_Work task_: What lines in the records below hold the string "unique"? Please show them.

_Source records_:

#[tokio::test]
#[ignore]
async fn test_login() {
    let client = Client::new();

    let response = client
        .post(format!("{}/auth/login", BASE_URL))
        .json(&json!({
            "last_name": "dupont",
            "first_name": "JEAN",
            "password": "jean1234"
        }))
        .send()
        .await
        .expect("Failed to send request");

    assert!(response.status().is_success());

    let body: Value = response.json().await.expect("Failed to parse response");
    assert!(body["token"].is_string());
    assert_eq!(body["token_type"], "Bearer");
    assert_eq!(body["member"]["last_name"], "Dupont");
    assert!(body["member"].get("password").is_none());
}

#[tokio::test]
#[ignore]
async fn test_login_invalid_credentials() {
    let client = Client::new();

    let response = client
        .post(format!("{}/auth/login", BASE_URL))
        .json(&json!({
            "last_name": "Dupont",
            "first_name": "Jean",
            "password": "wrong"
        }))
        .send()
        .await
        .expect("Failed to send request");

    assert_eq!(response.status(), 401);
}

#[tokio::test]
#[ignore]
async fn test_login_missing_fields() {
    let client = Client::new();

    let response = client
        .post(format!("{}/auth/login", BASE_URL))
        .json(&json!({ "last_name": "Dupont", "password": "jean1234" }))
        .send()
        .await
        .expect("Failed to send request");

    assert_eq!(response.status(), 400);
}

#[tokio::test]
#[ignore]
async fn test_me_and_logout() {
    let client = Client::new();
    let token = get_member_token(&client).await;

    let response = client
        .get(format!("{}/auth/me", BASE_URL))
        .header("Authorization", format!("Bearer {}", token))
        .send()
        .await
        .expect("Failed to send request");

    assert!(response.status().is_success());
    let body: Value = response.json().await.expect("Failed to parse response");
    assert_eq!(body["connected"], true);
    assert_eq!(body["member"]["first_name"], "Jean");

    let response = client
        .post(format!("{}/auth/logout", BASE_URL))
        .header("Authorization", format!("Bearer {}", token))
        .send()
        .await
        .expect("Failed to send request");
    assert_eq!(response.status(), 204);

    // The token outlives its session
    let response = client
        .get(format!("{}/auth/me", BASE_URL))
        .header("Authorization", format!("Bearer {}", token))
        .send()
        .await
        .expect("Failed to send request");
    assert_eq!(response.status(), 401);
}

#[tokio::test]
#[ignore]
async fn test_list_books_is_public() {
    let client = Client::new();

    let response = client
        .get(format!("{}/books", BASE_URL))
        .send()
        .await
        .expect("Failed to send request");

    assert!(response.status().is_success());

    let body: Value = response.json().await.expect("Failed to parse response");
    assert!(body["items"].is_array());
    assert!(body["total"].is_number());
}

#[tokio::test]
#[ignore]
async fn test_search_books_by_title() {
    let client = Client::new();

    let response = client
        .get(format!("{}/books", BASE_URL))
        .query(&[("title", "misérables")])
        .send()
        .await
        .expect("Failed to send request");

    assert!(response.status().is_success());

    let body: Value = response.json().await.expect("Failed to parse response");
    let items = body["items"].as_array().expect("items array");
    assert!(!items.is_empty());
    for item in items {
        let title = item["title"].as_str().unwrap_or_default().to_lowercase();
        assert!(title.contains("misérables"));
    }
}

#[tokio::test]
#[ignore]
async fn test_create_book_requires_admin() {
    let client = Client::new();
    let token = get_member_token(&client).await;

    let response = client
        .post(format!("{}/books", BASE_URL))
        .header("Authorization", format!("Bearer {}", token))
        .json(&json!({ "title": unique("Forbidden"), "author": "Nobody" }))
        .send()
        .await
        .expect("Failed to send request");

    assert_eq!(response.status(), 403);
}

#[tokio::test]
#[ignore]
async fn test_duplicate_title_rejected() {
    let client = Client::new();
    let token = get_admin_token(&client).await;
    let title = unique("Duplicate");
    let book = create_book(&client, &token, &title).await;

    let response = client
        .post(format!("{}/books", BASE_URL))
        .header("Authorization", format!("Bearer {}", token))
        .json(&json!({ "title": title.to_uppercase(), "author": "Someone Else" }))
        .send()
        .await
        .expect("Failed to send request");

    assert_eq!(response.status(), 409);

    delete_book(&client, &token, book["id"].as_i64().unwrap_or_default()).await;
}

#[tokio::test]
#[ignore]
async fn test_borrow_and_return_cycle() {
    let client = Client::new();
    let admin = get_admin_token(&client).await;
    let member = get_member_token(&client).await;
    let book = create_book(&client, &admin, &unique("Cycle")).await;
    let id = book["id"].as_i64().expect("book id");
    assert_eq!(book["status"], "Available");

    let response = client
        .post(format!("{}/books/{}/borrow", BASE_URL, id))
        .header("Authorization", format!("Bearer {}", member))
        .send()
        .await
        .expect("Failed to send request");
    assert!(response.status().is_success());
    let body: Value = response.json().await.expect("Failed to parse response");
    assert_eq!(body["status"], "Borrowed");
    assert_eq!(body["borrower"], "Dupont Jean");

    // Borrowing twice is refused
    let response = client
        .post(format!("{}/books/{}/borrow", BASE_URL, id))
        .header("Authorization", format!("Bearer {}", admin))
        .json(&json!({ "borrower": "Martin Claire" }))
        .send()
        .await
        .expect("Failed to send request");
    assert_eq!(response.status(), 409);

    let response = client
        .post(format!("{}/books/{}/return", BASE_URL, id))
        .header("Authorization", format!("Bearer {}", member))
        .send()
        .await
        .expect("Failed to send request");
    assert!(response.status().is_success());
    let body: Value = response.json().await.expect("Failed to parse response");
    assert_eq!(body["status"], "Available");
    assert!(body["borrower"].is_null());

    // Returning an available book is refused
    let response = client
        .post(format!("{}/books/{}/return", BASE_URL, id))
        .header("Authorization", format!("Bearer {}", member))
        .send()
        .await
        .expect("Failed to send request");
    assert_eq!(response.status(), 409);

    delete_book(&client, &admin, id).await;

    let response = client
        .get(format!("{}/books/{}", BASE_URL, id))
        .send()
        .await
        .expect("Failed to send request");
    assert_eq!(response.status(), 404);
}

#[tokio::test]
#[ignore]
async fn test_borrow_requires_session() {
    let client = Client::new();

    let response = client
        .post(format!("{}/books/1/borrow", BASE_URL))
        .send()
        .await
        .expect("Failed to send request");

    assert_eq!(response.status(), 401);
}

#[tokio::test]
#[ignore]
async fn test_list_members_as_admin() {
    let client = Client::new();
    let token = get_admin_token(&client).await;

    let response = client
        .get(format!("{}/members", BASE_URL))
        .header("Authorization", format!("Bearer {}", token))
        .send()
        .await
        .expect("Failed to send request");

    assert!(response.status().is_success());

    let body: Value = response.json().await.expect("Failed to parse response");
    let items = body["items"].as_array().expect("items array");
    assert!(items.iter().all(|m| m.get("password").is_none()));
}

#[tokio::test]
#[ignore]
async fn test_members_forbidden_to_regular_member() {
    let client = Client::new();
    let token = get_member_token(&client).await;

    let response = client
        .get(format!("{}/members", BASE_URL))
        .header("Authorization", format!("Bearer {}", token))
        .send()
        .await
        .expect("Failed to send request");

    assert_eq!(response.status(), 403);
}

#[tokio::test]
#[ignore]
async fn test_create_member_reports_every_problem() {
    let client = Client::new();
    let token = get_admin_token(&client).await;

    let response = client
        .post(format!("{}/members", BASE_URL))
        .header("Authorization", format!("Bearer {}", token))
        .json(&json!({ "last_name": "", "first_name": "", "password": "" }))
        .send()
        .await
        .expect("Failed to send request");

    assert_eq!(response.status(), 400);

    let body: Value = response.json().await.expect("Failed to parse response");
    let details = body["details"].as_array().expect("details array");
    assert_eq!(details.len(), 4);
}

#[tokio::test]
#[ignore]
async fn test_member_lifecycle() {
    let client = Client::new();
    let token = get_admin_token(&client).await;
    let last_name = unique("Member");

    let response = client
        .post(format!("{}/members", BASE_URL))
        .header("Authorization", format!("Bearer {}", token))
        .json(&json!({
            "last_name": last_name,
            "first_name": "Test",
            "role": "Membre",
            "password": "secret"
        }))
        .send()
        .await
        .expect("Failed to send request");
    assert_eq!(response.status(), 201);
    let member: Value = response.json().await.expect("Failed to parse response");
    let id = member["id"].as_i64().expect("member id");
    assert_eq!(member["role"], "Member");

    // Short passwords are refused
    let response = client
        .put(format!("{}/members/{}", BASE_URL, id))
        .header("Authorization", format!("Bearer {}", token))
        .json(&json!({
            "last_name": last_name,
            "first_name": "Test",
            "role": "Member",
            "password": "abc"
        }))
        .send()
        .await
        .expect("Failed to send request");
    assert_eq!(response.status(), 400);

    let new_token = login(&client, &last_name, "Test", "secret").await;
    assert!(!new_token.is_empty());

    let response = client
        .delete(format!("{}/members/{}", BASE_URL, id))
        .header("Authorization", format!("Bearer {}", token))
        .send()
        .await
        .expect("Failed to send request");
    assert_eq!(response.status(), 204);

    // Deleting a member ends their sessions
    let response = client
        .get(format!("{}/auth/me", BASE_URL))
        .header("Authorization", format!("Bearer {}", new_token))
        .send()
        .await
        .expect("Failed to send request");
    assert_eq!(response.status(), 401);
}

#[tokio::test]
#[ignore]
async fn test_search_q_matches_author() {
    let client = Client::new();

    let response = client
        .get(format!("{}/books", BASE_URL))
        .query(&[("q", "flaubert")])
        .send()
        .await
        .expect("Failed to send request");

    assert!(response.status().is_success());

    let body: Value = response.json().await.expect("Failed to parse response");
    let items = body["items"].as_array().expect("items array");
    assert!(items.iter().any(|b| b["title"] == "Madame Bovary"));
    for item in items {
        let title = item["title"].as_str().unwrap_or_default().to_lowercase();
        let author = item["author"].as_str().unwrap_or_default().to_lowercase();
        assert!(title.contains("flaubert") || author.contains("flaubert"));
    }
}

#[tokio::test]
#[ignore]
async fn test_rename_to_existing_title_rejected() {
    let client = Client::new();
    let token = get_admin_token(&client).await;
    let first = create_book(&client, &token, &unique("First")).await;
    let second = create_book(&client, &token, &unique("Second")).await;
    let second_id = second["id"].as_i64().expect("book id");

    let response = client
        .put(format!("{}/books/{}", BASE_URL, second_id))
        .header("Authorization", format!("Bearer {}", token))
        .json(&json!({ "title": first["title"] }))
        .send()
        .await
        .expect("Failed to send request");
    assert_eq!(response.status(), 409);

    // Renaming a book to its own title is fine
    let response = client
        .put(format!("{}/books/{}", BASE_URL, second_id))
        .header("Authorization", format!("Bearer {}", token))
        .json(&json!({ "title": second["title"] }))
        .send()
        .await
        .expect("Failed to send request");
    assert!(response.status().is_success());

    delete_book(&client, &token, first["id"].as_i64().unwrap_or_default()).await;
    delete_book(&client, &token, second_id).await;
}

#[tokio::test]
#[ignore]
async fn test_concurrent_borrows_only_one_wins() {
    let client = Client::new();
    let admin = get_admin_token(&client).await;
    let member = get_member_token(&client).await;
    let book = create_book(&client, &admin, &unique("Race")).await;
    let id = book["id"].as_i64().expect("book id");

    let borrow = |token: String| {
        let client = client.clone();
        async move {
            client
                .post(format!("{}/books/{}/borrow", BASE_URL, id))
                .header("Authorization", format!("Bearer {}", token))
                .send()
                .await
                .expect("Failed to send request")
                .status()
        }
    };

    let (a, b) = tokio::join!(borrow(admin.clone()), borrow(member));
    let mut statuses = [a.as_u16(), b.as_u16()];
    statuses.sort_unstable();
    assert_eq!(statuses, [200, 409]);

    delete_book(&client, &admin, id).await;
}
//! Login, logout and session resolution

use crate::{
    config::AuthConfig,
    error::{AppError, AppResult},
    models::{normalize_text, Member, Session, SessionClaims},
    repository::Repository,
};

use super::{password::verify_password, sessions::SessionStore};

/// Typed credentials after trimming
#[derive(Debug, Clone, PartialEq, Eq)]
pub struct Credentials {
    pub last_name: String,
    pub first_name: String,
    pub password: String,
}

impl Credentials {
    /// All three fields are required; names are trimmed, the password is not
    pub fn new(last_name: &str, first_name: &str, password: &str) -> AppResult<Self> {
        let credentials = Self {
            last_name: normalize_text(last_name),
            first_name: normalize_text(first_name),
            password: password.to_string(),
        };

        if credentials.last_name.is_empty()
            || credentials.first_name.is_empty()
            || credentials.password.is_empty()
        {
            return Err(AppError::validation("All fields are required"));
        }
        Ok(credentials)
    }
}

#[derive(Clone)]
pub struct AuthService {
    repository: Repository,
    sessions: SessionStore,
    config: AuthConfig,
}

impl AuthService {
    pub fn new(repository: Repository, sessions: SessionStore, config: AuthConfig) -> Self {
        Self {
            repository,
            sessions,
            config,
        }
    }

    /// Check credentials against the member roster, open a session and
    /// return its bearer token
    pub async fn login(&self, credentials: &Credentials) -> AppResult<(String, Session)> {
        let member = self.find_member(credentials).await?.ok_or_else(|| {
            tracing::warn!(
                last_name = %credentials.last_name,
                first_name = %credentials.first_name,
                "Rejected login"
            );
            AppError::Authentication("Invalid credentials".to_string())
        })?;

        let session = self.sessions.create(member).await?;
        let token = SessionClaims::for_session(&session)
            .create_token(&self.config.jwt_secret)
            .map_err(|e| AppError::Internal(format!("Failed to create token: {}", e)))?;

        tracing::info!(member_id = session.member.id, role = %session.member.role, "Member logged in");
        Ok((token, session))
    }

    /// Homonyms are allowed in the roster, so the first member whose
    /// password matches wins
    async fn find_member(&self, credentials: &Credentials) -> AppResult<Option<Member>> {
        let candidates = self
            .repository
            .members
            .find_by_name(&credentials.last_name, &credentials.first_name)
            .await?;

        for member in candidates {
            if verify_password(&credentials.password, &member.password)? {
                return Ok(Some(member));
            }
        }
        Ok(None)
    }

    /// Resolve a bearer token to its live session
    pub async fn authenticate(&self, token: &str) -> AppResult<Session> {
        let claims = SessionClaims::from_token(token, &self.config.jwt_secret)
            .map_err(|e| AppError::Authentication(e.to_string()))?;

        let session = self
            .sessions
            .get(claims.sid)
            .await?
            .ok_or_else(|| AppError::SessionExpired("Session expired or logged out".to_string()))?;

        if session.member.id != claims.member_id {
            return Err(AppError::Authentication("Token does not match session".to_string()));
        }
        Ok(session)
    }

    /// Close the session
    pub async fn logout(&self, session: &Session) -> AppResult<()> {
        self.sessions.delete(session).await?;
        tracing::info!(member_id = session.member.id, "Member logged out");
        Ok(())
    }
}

_Task result_:
        .json(&json!({ "title": unique("Forbidden"), "author": "Nobody" }))
    let title = unique("Duplicate");
    let book = create_book(&client, &admin, &unique("Cycle")).await;
    let last_name = unique("Member");
    let first = create_book(&client, &token, &unique("First")).await;
    let second = create_book(&client, &token, &unique("Second")).await;
    let book = create_book(&client, &admin, &unique("Race")).await;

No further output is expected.